The same is true of dust grains. Dust forms when grains can condense in regions where gas is dense and cool. One place where the right conditions are found is the winds from luminous cool stars (the red giants and supergiants we discussed in The Stars: A Celestial Census ). Grains can also condense in the matter thrown off by a supernova explosion as the ejected gases begin to cool.
The dust grains produced by stars may grow even further when they spend time in the dense parts of the interstellar medium, inside molecular clouds. In these environments, grains can stick together or gather additional atoms from the gas around them, growing larger. They also facilitate the production of other compounds, including some of the more complex molecules we discussed earlier.
The surfaces of the dust grains (see Cosmic Dust )—which would seem very large if you were an atom—provide “nooks and crannies” where these atoms can stick long enough to find partners and form molecules. (Think of the dust grains as “interstellar social clubs” where lonely atoms can meet and form meaningful relationships.) Eventually, the dust grains become coated with ices. The presence of the dust shields the molecules inside the clouds from ultraviolet radiation and cosmic rays that would break them up.
When stars finally begin to form within the cloud, they heat the grains and evaporate the ices. The gravitational attraction of the newly forming stars also increases the density of the surrounding cloud material. Many more chemical reactions take place on the surfaces of grains in the gas surrounding the newly forming stars, and these areas are where organic molecules are formed. These molecules can be incorporated into newly formed planetary systems, and the early Earth may have been seeded in just such a way.
Indeed, scientists speculate that some of the water on Earth may have come from interstellar grains. Recent observations from space have shown that water is abundant in dense interstellar clouds. Since stars are formed from this material, water must be present when solar systems, including our own, come into existence. The water in our oceans and lakes may have come initially from water locked into the rocky material that accreted to form Earth. Alternatively, the water may have been brought to Earth when asteroids and comets (formed from the same cloud that made the planets) later impacted it. Scientists estimate that one comet impact every thousand years during Earth’s first billion years would have been enough to account for the water we see today. Of course, both sources may have contributed to the water we now enjoy drinking and swimming in.
Any interstellar grains that are incorporated into newly forming stars (instead of the colder planets and smaller bodies around them) will be destroyed by their high temperatures. But eventually, each new generation of stars will evolve to become red giants, with stellar winds of their own. Some of these stars will also become supernovae and explode. Thus, the process of recycling cosmic material can start all over again.
Interstellar matter is constantly flowing through the Galaxy and changing from one phase to another.

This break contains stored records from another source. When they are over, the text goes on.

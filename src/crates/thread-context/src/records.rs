//! Persisted conversation records
//!
//! A turn is an append-only log of immutable prompt records (edits) and
//! response records (one per generation request). Nothing is ever mutated in
//! place except a response's version list, which only grows. The "current"
//! prompt and response are resolved on read by creation time.

use crate::error::{ContextError, Result};
use chrono::{DateTime, Utc};
use serde::{Deserialize, Serialize};

/// A file attached to a prompt
#[derive(Debug, Clone, PartialEq, Eq, Serialize, Deserialize)]
pub struct Attachment {
    pub file_name: String,
    pub file_size: u64,
    pub mime_type: String,
    pub url: String,
}

impl Attachment {
    pub fn new(
        file_name: impl Into<String>,
        file_size: u64,
        mime_type: impl Into<String>,
        url: impl Into<String>,
    ) -> Self {
        Self {
            file_name: file_name.into(),
            file_size,
            mime_type: mime_type.into(),
            url: url.into(),
        }
    }

    /// Primary MIME type (`image` for `image/png`), lowercased
    pub fn primary_type(&self) -> String {
        self.mime_type
            .split('/')
            .next()
            .unwrap_or_default()
            .to_ascii_lowercase()
    }
}

/// A user prompt. Editing creates a new record that points back at this one.
#[derive(Debug, Clone, PartialEq, Eq, Serialize, Deserialize)]
pub struct PromptRecord {
    pub id: String,
    pub conversation_id: String,
    /// Weak reference to the prompt this one supersedes
    pub previous_prompt_id: Option<String>,
    pub text: String,
    #[serde(default)]
    pub attachments: Vec<Attachment>,
    pub created_at: DateTime<Utc>,
}

impl PromptRecord {
    pub fn new(conversation_id: impl Into<String>, text: impl Into<String>) -> Self {
        Self {
            id: uuid::Uuid::new_v4().to_string(),
            conversation_id: conversation_id.into(),
            previous_prompt_id: None,
            text: text.into(),
            attachments: Vec::new(),
            created_at: Utc::now(),
        }
    }

    pub fn with_id(mut self, id: impl Into<String>) -> Self {
        self.id = id.into();
        self
    }

    pub fn with_attachment(mut self, attachment: Attachment) -> Self {
        self.attachments.push(attachment);
        self
    }

    pub fn superseding(mut self, previous_prompt_id: impl Into<String>) -> Self {
        self.previous_prompt_id = Some(previous_prompt_id.into());
        self
    }

    pub fn created_at(mut self, at: DateTime<Utc>) -> Self {
        self.created_at = at;
        self
    }

    /// Text is present once surrounding whitespace is ignored
    pub fn has_text(&self) -> bool {
        !self.text.trim().is_empty()
    }

    /// Whether the prompt carries anything a model could read
    pub fn has_content(&self) -> bool {
        self.has_text() || !self.attachments.is_empty()
    }
}

/// One generation attempt for a response
#[derive(Debug, Clone, PartialEq, Eq, Serialize, Deserialize)]
pub struct ResponseVersion {
    pub text: String,
    pub model: String,
    pub created_at: DateTime<Utc>,
}

impl ResponseVersion {
    pub fn new(text: impl Into<String>, model: impl Into<String>) -> Self {
        Self {
            text: text.into(),
            model: model.into(),
            created_at: Utc::now(),
        }
    }
}

/// User feedback on a response
#[derive(Debug, Clone, Copy, PartialEq, Eq, Default, Serialize, Deserialize)]
#[serde(rename_all = "lowercase")]
pub enum Feedback {
    Positive,
    Negative,
    #[default]
    Unset,
}

impl Feedback {
    pub fn as_str(&self) -> &'static str {
        match self {
            Self::Positive => "positive",
            Self::Negative => "negative",
            Self::Unset => "unset",
        }
    }
}

impl std::fmt::Display for Feedback {
    fn fmt(&self, f: &mut std::fmt::Formatter<'_>) -> std::fmt::Result {
        write!(f, "{}", self.as_str())
    }
}

impl std::str::FromStr for Feedback {
    type Err = String;

    fn from_str(s: &str) -> std::result::Result<Self, Self::Err> {
        match s.to_ascii_lowercase().as_str() {
            "positive" | "good" | "up" => Ok(Self::Positive),
            "negative" | "bad" | "down" => Ok(Self::Negative),
            "unset" | "neutral" | "none" => Ok(Self::Unset),
            other => Err(format!("Invalid feedback: {}", other)),
        }
    }
}

/// Persisted lifecycle state of a response record.
///
/// `Streaming` is not stored; callers track an in-flight generation themselves.
#[derive(Debug, Clone, Copy, PartialEq, Eq, Hash, Serialize, Deserialize)]
pub enum ResponseState {
    Pending,
    Versioned(usize),
}

/// A response to one prompt, versioned by regeneration
#[derive(Debug, Clone, PartialEq, Eq, Serialize, Deserialize)]
pub struct ResponseRecord {
    pub id: String,
    pub prompt_id: String,
    #[serde(default)]
    pub versions: Vec<ResponseVersion>,
    #[serde(default)]
    pub feedback: Feedback,
    pub created_at: DateTime<Utc>,
}

impl ResponseRecord {
    /// New record with no versions
    pub fn pending(prompt_id: impl Into<String>) -> Self {
        Self {
            id: uuid::Uuid::new_v4().to_string(),
            prompt_id: prompt_id.into(),
            versions: Vec::new(),
            feedback: Feedback::Unset,
            created_at: Utc::now(),
        }
    }

    pub fn with_id(mut self, id: impl Into<String>) -> Self {
        self.id = id.into();
        self
    }

    pub fn created_at(mut self, at: DateTime<Utc>) -> Self {
        self.created_at = at;
        self
    }

    pub fn state(&self) -> ResponseState {
        match self.versions.len() {
            0 => ResponseState::Pending,
            n => ResponseState::Versioned(n),
        }
    }

    /// Record a new generation. Earlier versions are kept.
    pub fn append_version(&mut self, version: ResponseVersion) -> ResponseState {
        self.versions.push(version);
        self.state()
    }

    /// The last version, if any
    pub fn current_version(&self) -> Option<&ResponseVersion> {
        self.versions.last()
    }

    /// Set feedback; only allowed once something has been generated
    pub fn set_feedback(&mut self, feedback: Feedback) -> Result<()> {
        if self.versions.is_empty() {
            return Err(ContextError::NoVersions(self.id.clone()));
        }
        self.feedback = feedback;
        Ok(())
    }
}

/// All records of one turn, in insertion order
#[derive(Debug, Clone, PartialEq, Eq, Serialize, Deserialize)]
pub struct TurnLog {
    pub id: String,
    pub conversation_id: String,
    pub ordinal: i64,
    #[serde(default)]
    pub prompts: Vec<PromptRecord>,
    #[serde(default)]
    pub responses: Vec<ResponseRecord>,
}

impl TurnLog {
    pub fn new(conversation_id: impl Into<String>, ordinal: i64) -> Self {
        Self {
            id: uuid::Uuid::new_v4().to_string(),
            conversation_id: conversation_id.into(),
            ordinal,
            prompts: Vec::new(),
            responses: Vec::new(),
        }
    }

    pub fn with_id(mut self, id: impl Into<String>) -> Self {
        self.id = id.into();
        self
    }

    pub fn with_prompt(mut self, prompt: PromptRecord) -> Self {
        self.prompts.push(prompt);
        self
    }

    pub fn with_response(mut self, response: ResponseRecord) -> Self {
        self.responses.push(response);
        self
    }

    /// Latest prompt by creation time; equal timestamps go to the later insert
    pub fn current_prompt(&self) -> Option<&PromptRecord> {
        latest_by(&self.prompts, |p| p.created_at)
    }

    /// Latest response to the current prompt by creation time
    pub fn current_response(&self) -> Option<&ResponseRecord> {
        let prompt = self.current_prompt()?;
        let candidates: Vec<&ResponseRecord> = self
            .responses
            .iter()
            .filter(|r| r.prompt_id == prompt.id)
            .collect();
        latest_by(&candidates, |r| r.created_at).copied()
    }
}

fn latest_by<T, F>(items: &[T], key: F) -> Option<&T>
where
    F: Fn(&T) -> DateTime<Utc>,
{
    items.iter().fold(None, |best: Option<&T>, item| match best {
        Some(current) if key(current) > key(item) => Some(current),
        _ => Some(item),
    })
}

#[cfg(test)]
mod tests {
    use super::*;
    use chrono::TimeZone;

    fn at(secs: i64) -> DateTime<Utc> {
        Utc.timestamp_opt(1_700_000_000 + secs, 0).unwrap()
    }

    #[test]
    fn test_current_prompt_latest_timestamp() {
        let turn = TurnLog::new("c1", 1)
            .with_prompt(PromptRecord::new("c1", "second").with_id("p2").created_at(at(20)))
            .with_prompt(PromptRecord::new("c1", "first").with_id("p1").created_at(at(10)));

        assert_eq!(turn.current_prompt().unwrap().id, "p2");
    }

    #[test]
    fn test_current_prompt_tie_goes_to_last_insert() {
        let turn = TurnLog::new("c1", 1)
            .with_prompt(PromptRecord::new("c1", "a").with_id("p1").created_at(at(5)))
            .with_prompt(PromptRecord::new("c1", "b").with_id("p2").created_at(at(5)));

        assert_eq!(turn.current_prompt().unwrap().id, "p2");
    }

    #[test]
    fn test_current_response_follows_current_prompt() {
        let turn = TurnLog::new("c1", 1)
            .with_prompt(PromptRecord::new("c1", "old").with_id("p1").created_at(at(1)))
            .with_prompt(PromptRecord::new("c1", "new").with_id("p2").created_at(at(2)))
            .with_response(ResponseRecord::pending("p1").with_id("r1").created_at(at(9)))
            .with_response(ResponseRecord::pending("p2").with_id("r2").created_at(at(3)))
            .with_response(ResponseRecord::pending("p2").with_id("r3").created_at(at(4)));

        assert_eq!(turn.current_response().unwrap().id, "r3");
    }

    #[test]
    fn test_no_response_for_edited_prompt() {
        let turn = TurnLog::new("c1", 1)
            .with_prompt(PromptRecord::new("c1", "old").with_id("p1").created_at(at(1)))
            .with_prompt(PromptRecord::new("c1", "new").with_id("p2").created_at(at(2)))
            .with_response(ResponseRecord::pending("p1").with_id("r1"));

        assert!(turn.current_response().is_none());
    }

    #[test]
    fn test_version_state_machine() {
        let mut response = ResponseRecord::pending("p1");
        assert_eq!(response.state(), ResponseState::Pending);
        assert!(response.current_version().is_none());

        assert!(matches!(
            response.set_feedback(Feedback::Positive),
            Err(ContextError::NoVersions(_))
        ));

        assert_eq!(
            response.append_version(ResponseVersion::new("one", "gpt-4")),
            ResponseState::Versioned(1)
        );
        assert_eq!(
            response.append_version(ResponseVersion::new("two", "gpt-4o")),
            ResponseState::Versioned(2)
        );
        assert_eq!(response.current_version().unwrap().text, "two");
        assert_eq!(response.versions[0].text, "one");

        response.set_feedback(Feedback::Negative).unwrap();
        response.set_feedback(Feedback::Positive).unwrap();
        assert_eq!(response.feedback, Feedback::Positive);
    }

    #[test]
    fn test_feedback_parsing() {
        assert_eq!("GOOD".parse::<Feedback>().unwrap(), Feedback::Positive);
        assert_eq!("bad".parse::<Feedback>().unwrap(), Feedback::Negative);
        assert_eq!("neutral".parse::<Feedback>().unwrap(), Feedback::Unset);
        assert!("meh".parse::<Feedback>().is_err());
    }

    #[test]
    fn test_prompt_content_checks() {
        let blank = PromptRecord::new("c1", "   ");
        assert!(!blank.has_text());
        assert!(!blank.has_content());

        let with_file = blank.with_attachment(Attachment::new("a.txt", 3, "text/plain", "https://x/a.txt"));
        assert!(with_file.has_content());
        assert_eq!(with_file.attachments[0].primary_type(), "text");
    }
}
//! Conversation titles from the first message

use crate::models::DEFAULT_TITLE;
use llm::{ChatModel, ChatRequest};
use regex::Regex;
use std::sync::{Arc, OnceLock};
use thread_context::ContextMessage;
use tracing::{debug, error, warn};

/// Characters of the first message sent to the title model
const TITLE_INPUT_CHARS: usize = 200;
const TITLE_MAX_TOKENS: usize = 15;
const TITLE_TEMPERATURE: f32 = 0.2;
const TITLE_MAX_WORDS: usize = 5;
const FALLBACK_WORDS: usize = 3;
/// Extra attempts after a retryable failure
const TITLE_RETRIES: usize = 1;

/// Generates short titles with a model call, falling back to a heuristic
#[derive(Clone)]
pub struct TitleGenerator {
    chat: Arc<dyn ChatModel>,
    model: String,
}

impl TitleGenerator {
    pub fn new(chat: Arc<dyn ChatModel>, model: impl Into<String>) -> Self {
        Self {
            chat,
            model: model.into(),
        }
    }

    /// Title for a conversation whose first message is `text`. Never fails.
    pub async fn generate(&self, text: &str) -> String {
        if text.trim().is_empty() {
            return DEFAULT_TITLE.to_string();
        }

        match self.request_title(text).await {
            Ok(raw) => match clean_title(&raw) {
                Some(title) => {
                    debug!(title = %title, "Generated conversation title");
                    title
                }
                None => {
                    warn!(raw = %raw, "Title model returned nothing usable; using fallback");
                    fallback_title(text)
                }
            },
            Err(e) if e.is_auth_error() => {
                error!(error = %e, "Title model rejected the API key; using fallback");
                fallback_title(text)
            }
            Err(e) => {
                warn!(error = %e, "Title generation failed; using fallback");
                fallback_title(text)
            }
        }
    }

    async fn request_title(&self, text: &str) -> llm::Result<String> {
        let request = ChatRequest::new(self.model.clone(), vec![ContextMessage::user(title_prompt(text))])
            .with_max_tokens(TITLE_MAX_TOKENS)
            .with_temperature(TITLE_TEMPERATURE);

        let mut attempt = 0;
        loop {
            match self.chat.complete(request.clone()).await {
                Err(e) if e.is_retryable() && attempt < TITLE_RETRIES => {
                    attempt += 1;
                    debug!(error = %e, attempt, "Retrying title request");
                }
                result => return result,
            }
        }
    }
}

impl std::fmt::Debug for TitleGenerator {
    fn fmt(&self, f: &mut std::fmt::Formatter<'_>) -> std::fmt::Result {
        f.debug_struct("TitleGenerator").field("model", &self.model).finish()
    }
}

fn title_prompt(text: &str) -> String {
    let truncated = if text.chars().count() > TITLE_INPUT_CHARS {
        format!("{}...", text.chars().take(TITLE_INPUT_CHARS).collect::<String>())
    } else {
        text.to_string()
    };

    format!(
        "Generate a concise 2-5 word title for this conversation. Be specific and descriptive.\n\n\
         Examples:\n\
         - \"Fix Python Error\"\n\
         - \"Plan Japan Trip\"\n\
         - \"Recipe for Pasta\"\n\
         - \"Resume Writing Help\"\n\n\
         User message: {}\n\nTitle:",
        truncated
    )
}

fn title_prefix() -> &'static Regex {
    static PATTERN: OnceLock<Regex> = OnceLock::new();
    PATTERN.get_or_init(|| Regex::new(r"(?i)^title:\s*").expect("valid title prefix regex"))
}

fn punctuation() -> &'static Regex {
    static PATTERN: OnceLock<Regex> = OnceLock::new();
    PATTERN.get_or_init(|| Regex::new(r"[^\w\s]").expect("valid punctuation regex"))
}

/// Tidy a model's title: surrounding quotes and a `Title:` prefix removed,
/// at most five words. `None` if less than two characters remain.
pub fn clean_title(raw: &str) -> Option<String> {
    const QUOTES: [char; 3] = ['"', '\'', '`'];

    let unprefixed = title_prefix().replace(raw.trim(), "");
    let mut title = unprefixed.trim();
    title = title.strip_prefix(QUOTES).unwrap_or(title);
    title = title.strip_suffix(QUOTES).unwrap_or(title);

    let title = title
        .split_whitespace()
        .take(TITLE_MAX_WORDS)
        .collect::<Vec<_>>()
        .join(" ");

    (title.chars().count() >= 2).then_some(title)
}

/// Heuristic title: first three words longer than two characters
pub fn fallback_title(text: &str) -> String {
    let stripped = punctuation().replace_all(text, " ");
    let words: Vec<&str> = stripped
        .split_whitespace()
        .filter(|word| word.chars().count() > 2)
        .take(FALLBACK_WORDS)
        .collect();

    if words.is_empty() {
        DEFAULT_TITLE.to_string()
    } else {
        words.join(" ")
    }
}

At the same time, gas is constantly being added to the Galaxy by accretion from extragalactic space, while mass is removed from the interstellar medium by being locked in stars. Some of the mass in stars is, in turn, returned to the interstellar medium when those stars evolve and die. In particular, the heavy elements in interstellar space were all produced inside stars, while the dust grains are made in the outer regions of stars that have swelled to be giants. These elements and grains, in turn, can then be incorporated into new stars and planetary systems that form out of the interstellar medium.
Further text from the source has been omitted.